The Black Gold Tapestry

By Joan Sullivan

In my 2019 interview with British solar artist Chloe Uden, co-founder of the Art and Energy Collective, we discussed the importance of the Bayeux Tapestry as one of the many sources of inspiration for her work.

The Bayeux Tapestry is a masterpiece of 11th century Romanesque art. Sixty-eight meters long (223 feet), it is an artistically and historically significant narrative embroidery that tells the story, in humble woolen thread on linen cloth, of the 1066 conquest of England by the Duke of Normandy. It has miraculously survived the ages and is currently preserved and displayed under dim lights in its own museum, the Bayeux Tapestry Museum in Bayeux, France.

Nearly one thousand years later, the Bayeux Tapestry has inspired a Canadian artist to create an epic narrative embroidery about a completely different kind of conquest. Nine years in the making, the Black Gold Tapestry is a 67-meters long (220-foot) work of art that chronicles how the discovery, exploration, use, and abuse of fossil fuels has profoundly impacted human civilizations throughout history – both positively and negatively. It begins with shifting tectonic plates of the Triassic, Jurassic, and Cretaceous periods, and ends with a subject close to my heart: the current transition to renewable sources of energy. 

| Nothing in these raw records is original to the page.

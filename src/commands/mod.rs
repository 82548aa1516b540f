//! Command implementations

pub mod generate;
pub mod neighbors;
pub mod stats;

pub use generate::{GenerateOptions, GenerateResult, build_graph, run_generate};
pub use neighbors::{NeighborsResult, find_neighbors};
pub use stats::{StatsResult, run_stats};
//! parabot-notify: "your class just started" reminders.
//!
//! A minute-cadence scheduler that announces the start of the day's
//! second-to-last and last lessons, each at most once per calendar day.

pub mod scheduler;

use chrono::NaiveDate;

/// Which lesson start a notification announces.
#[derive(Debug, Clone, Copy, PartialEq, Eq, Hash)]
pub enum Trigger {
    /// Second-to-last lesson (or the only one on a single-lesson day).
    SecondToLast,
    /// Last lesson of the day.
    Last,
}

/// A reminder ready to be delivered.
#[derive(Debug, Clone, PartialEq, Eq)]
pub struct Notification {
    pub trigger: Trigger,
    /// Day the reminder belongs to.
    pub date: NaiveDate,
    pub text: String,
}

pub use scheduler::{DedupState, NotificationScheduler};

Sandra Sawatzky, a multidisciplinary artist based in Canada’s energy rich province of Alberta, describes herself as a writer, filmmaker, artist/designer, embroiderer, and dance fan. To this list, one must add “storyteller:” each of the eight panels in her hand-embroidered opus tells a part of the complex story about our complicated relationship to oil, gas, and coal. The stories she selected to include in her tapestry, based upon more than a year of meticulous research, carry us on a magic carpet ride across time and space. 

Many of these stories are well known, such as the sudden disappearance of the dinosaurs 66 million years ago, or the more recent catastrophic Deepwater Horizon oil spill in the Gulf of Mexico in 2010. But Sawatzky purposely included several stories that are decidedly unfamiliar, like the mysterious death of Rudolph Diesel, and the bamboo pipelines built in the second century by Chinese salt merchants to transport gas to cooking stoves for evaporating brine. It’s these unexpected colorful anecdotes that are so captivating. They broaden our understanding of humanity’s 5,000-year relationship with fossil fuels, shifting the focal point away from the politicized polarizing debates so common (and unproductive) today.

Sandra, Sawatzky, embroidery, tapestry, Bayeux, Black Gold, history, oil, Alberta, Canada, textile, art
Sandra, Sawatzky, embroidery, tapestry, Bayeux, Black Gold, oil, history, Canada, Alberta, textile

Sawatzky credits her varied background as a writer, producer, and director in film and television – e.g., writing scripts, designing costumes, choreographing movement, incorporating music and humor – for her seamless transition to imagining, designing, and creating a “film on cloth.” For example, the tapestry’s original pen-and-ink drawings – traced onto eight 30-foot rolls of cartridge paper – resemble storyboards from her filmmaking days. And, in true filmmaker mode, Sawatzky stitched out of sequence, beginning with the third panel instead of the first. 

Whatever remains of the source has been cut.